Ben Felix difende l’idea che investire sia più semplice di quanto molti credano, ma contesta tre pilastri del buon senso finanziario: il 10% fisso, il 4% rule e l’ossessione per i rendimenti recenti.
Basta un numero per capire la tesi di Ben Felix: il 10% non è una regola universale, il 4% non è una legge e gli ultimi dieci anni non sono un modello per i prossimi dieci. Nel colloquio, Felix sposta la discussione dal mito della disciplina astratta al problema vero, cioè come si investe quando i rendimenti cambiano, le valutazioni si gonfiano e la vita non segue un piano lineare. Il suo punto non è che il risparmio non serva, ma che i dogmi semplici rischiano di produrre cattivo comportamento. La risposta, per lui, è meno slogan e più adattamento.

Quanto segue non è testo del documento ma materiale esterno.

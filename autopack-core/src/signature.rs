//! Binary signature ("magic number") sniffing.
//!
//! Signatures are kept in a single ordered table and evaluated first to last;
//! the first match wins. When no table entry matches, a legacy tar heuristic
//! inspects the 100-byte name field of the first 512-byte block.

use std::fs::File;
use std::io::{self, Read};
use std::path::Path;

use tracing::debug;

use crate::kind::FileKind;

/// Number of bytes inspected from the start of a file (one tar block).
pub const PROBE_SIZE: usize = 512;

/// Minimum number of bytes a file must provide before any signature applies.
pub const MIN_HEADER_LEN: usize = 4;

/// Byte offset of the POSIX `ustar` marker inside a tar header.
pub const USTAR_OFFSET: usize = 257;

/// Length of the name field at the start of a tar header.
const TAR_NAME_FIELD_LEN: usize = 100;

/// One entry of the signature table.
#[derive(Debug, Clone, Copy)]
pub struct Signature {
    /// Kind reported when one of `magics` matches
    pub kind: FileKind,
    /// Offset of the magic bytes from the start of the file
    pub offset: usize,
    /// Alternative byte patterns; any one of them matches
    pub magics: &'static [&'static [u8]],
}

impl Signature {
    /// Returns `true` if `header` carries one of this signature's patterns.
    pub fn matches(&self, header: &[u8]) -> bool {
        self.magics.iter().any(|magic| {
            header
                .get(self.offset..self.offset + magic.len())
                .is_some_and(|window| window == *magic)
        })
    }
}

/// Ordered signature table.
///
/// Gzip, bzip2 and xz streams are reported as their tar-wrapped variants even
/// when the payload is not a tarball; tool selection downstream relies on it.
pub const SIGNATURES: &[Signature] = &[
    Signature {
        kind: FileKind::Zip,
        offset: 0,
        magics: &[b"PK\x03\x04", b"PK\x05\x06", b"PK\x01\x02"],
    },
    Signature {
        kind: FileKind::Rar,
        offset: 0,
        magics: &[b"Rar!"],
    },
    Signature {
        kind: FileKind::SevenZip,
        offset: 0,
        magics: &[&[0x37, 0x7A, 0xBC, 0xAF, 0x27, 0x1C]],
    },
    Signature {
        kind: FileKind::TarGz,
        offset: 0,
        magics: &[&[0x1F, 0x8B]],
    },
    Signature {
        kind: FileKind::TarBz2,
        offset: 0,
        magics: &[b"BZh"],
    },
    Signature {
        kind: FileKind::TarXz,
        offset: 0,
        magics: &[&[0xFD, 0x37, 0x7A, 0x58, 0x5A, 0x00]],
    },
    Signature {
        kind: FileKind::Lz4,
        offset: 0,
        magics: &[&[0x04, 0x22, 0x4D, 0x18]],
    },
    Signature {
        kind: FileKind::Zstd,
        offset: 0,
        magics: &[&[0x28, 0xB5, 0x2F, 0xFD], &[0x22, 0xB5, 0x2F, 0xFD]],
    },
    Signature {
        kind: FileKind::Tar,
        offset: USTAR_OFFSET,
        magics: &[b"ustar"],
    },
];

/// Reads up to [`PROBE_SIZE`] bytes from `input` without requiring EOF.
///
/// # Errors
///
/// Returns an error if reading from `input` fails.
pub fn read_probe(input: &mut impl Read) -> io::Result<Vec<u8>> {
    let mut probe = Vec::with_capacity(PROBE_SIZE);
    let mut tmp = [0_u8; PROBE_SIZE];

    while probe.len() < PROBE_SIZE {
        let offset = probe.len();
        let n = match input.read(&mut tmp[offset..]) {
            Ok(n) => n,
            Err(err) if err.kind() == io::ErrorKind::Interrupted => continue,
            Err(err) => return Err(err),
        };
        if n == 0 {
            break;
        }
        probe.extend_from_slice(&tmp[offset..offset + n]);
    }

    Ok(probe)
}

/// Classifies an already-read probe buffer.
///
/// Returns [`FileKind::Unknown`] when nothing matches.
pub fn classify(probe: &[u8]) -> FileKind {
    if probe.len() < MIN_HEADER_LEN {
        return FileKind::Unknown;
    }

    if let Some(signature) = SIGNATURES.iter().find(|sig| sig.matches(probe)) {
        return signature.kind;
    }

    if looks_like_legacy_tar(probe) {
        return FileKind::Tar;
    }

    FileKind::Unknown
}

/// Heuristic for pre-POSIX tar headers that lack the `ustar` marker.
///
/// Requires a full 512-byte block whose name field holds at least one
/// non-NUL byte, with every non-NUL byte printable ASCII (32..=126).
fn looks_like_legacy_tar(probe: &[u8]) -> bool {
    if probe.len() < PROBE_SIZE {
        return false;
    }

    let name = &probe[..TAR_NAME_FIELD_LEN];
    let mut has_name = false;
    for &byte in name.iter().filter(|&&b| b != 0) {
        if !(32..=126).contains(&byte) {
            return false;
        }
        has_name = true;
    }
    has_name
}

/// Detects the archive kind of a byte stream by its signature.
///
/// # Errors
///
/// Returns an error if reading from `input` fails.
pub fn detect_by_signature(mut input: impl Read) -> io::Result<FileKind> {
    let probe = read_probe(&mut input)?;
    Ok(classify(&probe))
}

/// Detects the archive kind of the file at `path` by its signature.
///
/// A file that cannot be opened or read is reported as
/// [`FileKind::Unknown`] so that extension rules can still apply.
pub fn recognize_by_signature(path: &Path) -> FileKind {
    let result = File::open(path).and_then(detect_by_signature);
    match result {
        Ok(kind) => kind,
        Err(err) => {
            debug!(path = %path.display(), error = %err, "signature probe failed");
            FileKind::Unknown
        }
    }
}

Ben Felix apre una crepa nel senso comune dell’investitore prudente: il portafoglio, dice, non va giudicato con misure nate per orizzonti brevi. Quando parla di rischio, sposta il fuoco dalle classifiche facili al problema della durata, e usa proprio questo per difendere un’idea che in molti mercati resta controintuitiva: un certo bias domestico può avere senso, invece di essere un vizio da correggere sempre. [
Quello che mi ha cambiato il modo di pensare è stato il paper sul rischio relativo di azioni e obbligazioni per gli investitori di lungo periodo. Quando inizi a ragionare su come finanziare la spesa nel lungo periodo, le obbligazioni nominali cominciano a sembrare piuttosto rischiose.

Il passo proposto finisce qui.